Nipah virus (NiV) and Hendra virus (HeV) are recently emerged zoonotic paramyxoviruses exclusively grouped within a new genus, Henipavirus. These viruses cause fatal disease in a wide range of species, including humans. Both NiV and HeV have continued to re-emerge sporadically in Bangladesh and Australia, respectively. There are currently no
therapeutics or
vaccines available to treat
Henipavirus infection and both are classified as BSL4 pathogens. RNA interference (RNAi) is a process by which
double-stranded RNA directs sequence-specific degradation of
messenger RNA in animal and plant cells. Small interfering RNAs (siRNAs) mediate RNAi by inhibiting gene expression of homologous
mRNA and our preliminary studies suggest RNAi may be a useful approach to developing novel
therapies for these highly lethal pathogens. Eight NiV
siRNA molecules (four L and four N gene specific), two HeV N gene specific, and two non-specific control
siRNA molecules were designed and tested for their ability to inhibit a henipavirus minigenome replication system (which does not require the use of live virus) in addition to live
virus infections in vitro.
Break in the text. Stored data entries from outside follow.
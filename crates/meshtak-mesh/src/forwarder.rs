//! Generic-CoT transport on the forwarder port.
//!
//! Outbound events are zlib-compressed, prefixed with a transport-type byte
//! and either sent as a single datagram or fountain-encoded. Inbound
//! datagrams demultiplex into ACKs, coded blocks and direct payloads.

use meshtak_core::{CoreError, Datagram, RadioHandle, BROADCAST_ADDR, FORWARDER_PORT};
use meshtak_cot::{parse_event, CotEvent};
use meshtak_fountain::{
    compress, decompress, encode_transfer, generate_transfer_id, parse_frame, AckFrame, AckKind,
    CompletedTransfer, FountainError, FountainReceiver, Frame, PendingTransfer,
    MAX_DIRECT_PAYLOAD, TRANSPORT_COT,
};
use std::collections::HashMap;
use std::time::Duration;
use thiserror::Error;
use tracing::{debug, info, warn};

/// Gap between fountain blocks, so the radio's queue is never flooded.
pub const INTER_PACKET_DELAY: Duration = Duration::from_millis(100);

/// Gap between the two Complete ACK copies.
pub const ACK_REPEAT_DELAY: Duration = Duration::from_millis(50);

#[derive(Error, Debug)]
pub enum ForwarderError {
    #[error(transparent)]
    Radio(#[from] CoreError),

    #[error(transparent)]
    Encoding(#[from] FountainError),
}

/// The forwarder-port pipeline with its send- and receive-side state.
pub struct CotForwarder {
    radio: RadioHandle,
    receiver: FountainReceiver,
    /// Transfers we have sent and not yet seen acknowledged. Receiver-side
    /// expiry is the authoritative timeout, so entries persist until acked.
    pending: HashMap<u32, PendingTransfer>,
}

impl CotForwarder {
    pub fn new(radio: RadioHandle) -> Self {
        Self {
            radio,
            receiver: FountainReceiver::default(),
            pending: HashMap::new(),
        }
    }

    /// Compress and transmit a CoT document to the mesh.
    pub async fn send_event(&mut self, xml: &str) -> Result<(), ForwarderError> {
        let compressed = match compress(xml.as_bytes()) {
            Ok(compressed) => compressed,
            Err(e) => {
                warn!("compression failed, sending raw bytes: {}", e);
                xml.as_bytes().to_vec()
            }
        };
        let mut payload = Vec::with_capacity(compressed.len() + 1);
        payload.push(TRANSPORT_COT);
        payload.extend_from_slice(&compressed);
        self.send_payload(payload).await
    }

    async fn send_payload(&mut self, payload: Vec<u8>) -> Result<(), ForwarderError> {
        if payload.len() <= MAX_DIRECT_PAYLOAD {
            self.radio
                .send(BROADCAST_ADDR, FORWARDER_PORT, payload)
                .await?;
            return Ok(());
        }
        self.send_transfer(generate_transfer_id(), &payload).await
    }

    async fn send_transfer(
        &mut self,
        transfer_id: u32,
        payload: &[u8],
    ) -> Result<(), ForwarderError> {
        let transfer = encode_transfer(transfer_id, payload)?;
        debug!(
            transfer_id = transfer.transfer_id,
            blocks = transfer.block_count,
            bytes = payload.len(),
            "starting fountain transfer"
        );
        self.pending.insert(transfer.transfer_id, transfer.pending());

        let count = transfer.frames.len();
        for (i, frame) in transfer.frames.iter().enumerate() {
            self.radio
                .send(BROADCAST_ADDR, FORWARDER_PORT, frame.to_vec())
                .await?;
            if i + 1 < count {
                tokio::time::sleep(INTER_PACKET_DELAY).await;
            }
        }
        Ok(())
    }

    /// Handle a forwarder-port datagram; returns the decoded event when one
    /// becomes available.
    pub async fn handle_inbound(
        &mut self,
        dgram: &Datagram,
    ) -> Result<Option<CotEvent>, ForwarderError> {
        match parse_frame(&dgram.payload) {
            Some(Frame::Ack(ack)) => {
                self.reconcile_ack(&ack);
                Ok(None)
            }
            Some(Frame::Data(frame)) => match self.receiver.ingest(&frame) {
                Some(done) => {
                    self.send_complete_acks(&done, dgram.from).await?;
                    Ok(self.parse_payload(&done.data))
                }
                None => Ok(None),
            },
            Some(Frame::Malformed) => {
                debug!(from = dgram.from, "dropping malformed fountain frame");
                Ok(None)
            }
            None => Ok(self.parse_payload(&dgram.payload)),
        }
    }

    fn reconcile_ack(&mut self, ack: &AckFrame) {
        match ack.kind {
            AckKind::Complete => match self.pending.get(&ack.transfer_id) {
                Some(pending) if pending.hash_prefix == ack.hash => {
                    info!(
                        transfer_id = ack.transfer_id,
                        received = ack.received,
                        "transfer acknowledged"
                    );
                    self.pending.remove(&ack.transfer_id);
                }
                Some(_) => warn!(
                    transfer_id = ack.transfer_id,
                    "complete ACK hash does not match sent data"
                ),
                None => debug!(transfer_id = ack.transfer_id, "ACK for unknown transfer"),
            },
            // Parsed but not acted on; there is no retransmission path yet.
            AckKind::NeedMore => debug!(
                transfer_id = ack.transfer_id,
                received = ack.received,
                needed = ack.needed,
                "peer requests more blocks"
            ),
        }
    }

    async fn send_complete_acks(
        &self,
        done: &CompletedTransfer,
        to: u32,
    ) -> Result<(), CoreError> {
        let ack =
            AckFrame::complete(done.transfer_id, done.received_blocks, done.hash_prefix).encode();
        self.radio.send(to, FORWARDER_PORT, ack.to_vec()).await?;
        tokio::time::sleep(ACK_REPEAT_DELAY).await;
        self.radio.send(to, FORWARDER_PORT, ack.to_vec()).await?;
        Ok(())
    }

    /// Strip the transport prefix, inflate and parse. Malformed payloads are
    /// dropped here, never escalated.
    fn parse_payload(&self, payload: &[u8]) -> Option<CotEvent> {
        let (&transport, rest) = payload.split_first()?;
        if transport != TRANSPORT_COT {
            debug!(transport, "unhandled transport type");
            return None;
        }
        let xml = match decompress(rest) {
            Ok(inflated) => inflated,
            Err(e) => {
                debug!("inflate failed, treating payload as raw text: {}", e);
                rest.to_vec()
            }
        };
        let xml = String::from_utf8_lossy(&xml);
        match parse_event(&xml) {
            Ok(ev) => Some(ev),
            Err(e) => {
                debug!("dropping unparseable CoT payload: {}", e);
                None
            }
        }
    }

    pub fn pending_transfers(&self) -> usize {
        self.pending.len()
    }
}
In the minigenome assay three out of the four siRNAs that targeted the L gene of NiV effectively inhibited replication. In contrast, only NiV N gene siRNAs were effective in reducing live NiV replication, suggesting inhibition of early, abundantly expressed gene transcripts may be more effective than later, less abundant transcripts. Additionally, some of the siRNAs effective against
NiV infection were only partially effective inhibitors of HeV
infection. An inverse correlation between the number of
nucleotide mismatches and the efficacy of
siRNA inhibition was observed. The demonstration that RNAi effectively inhibits henipavirus replication in vitro, is a novel approach and may provide an effective
therapy for these highly lethal, zoonotic pathogens.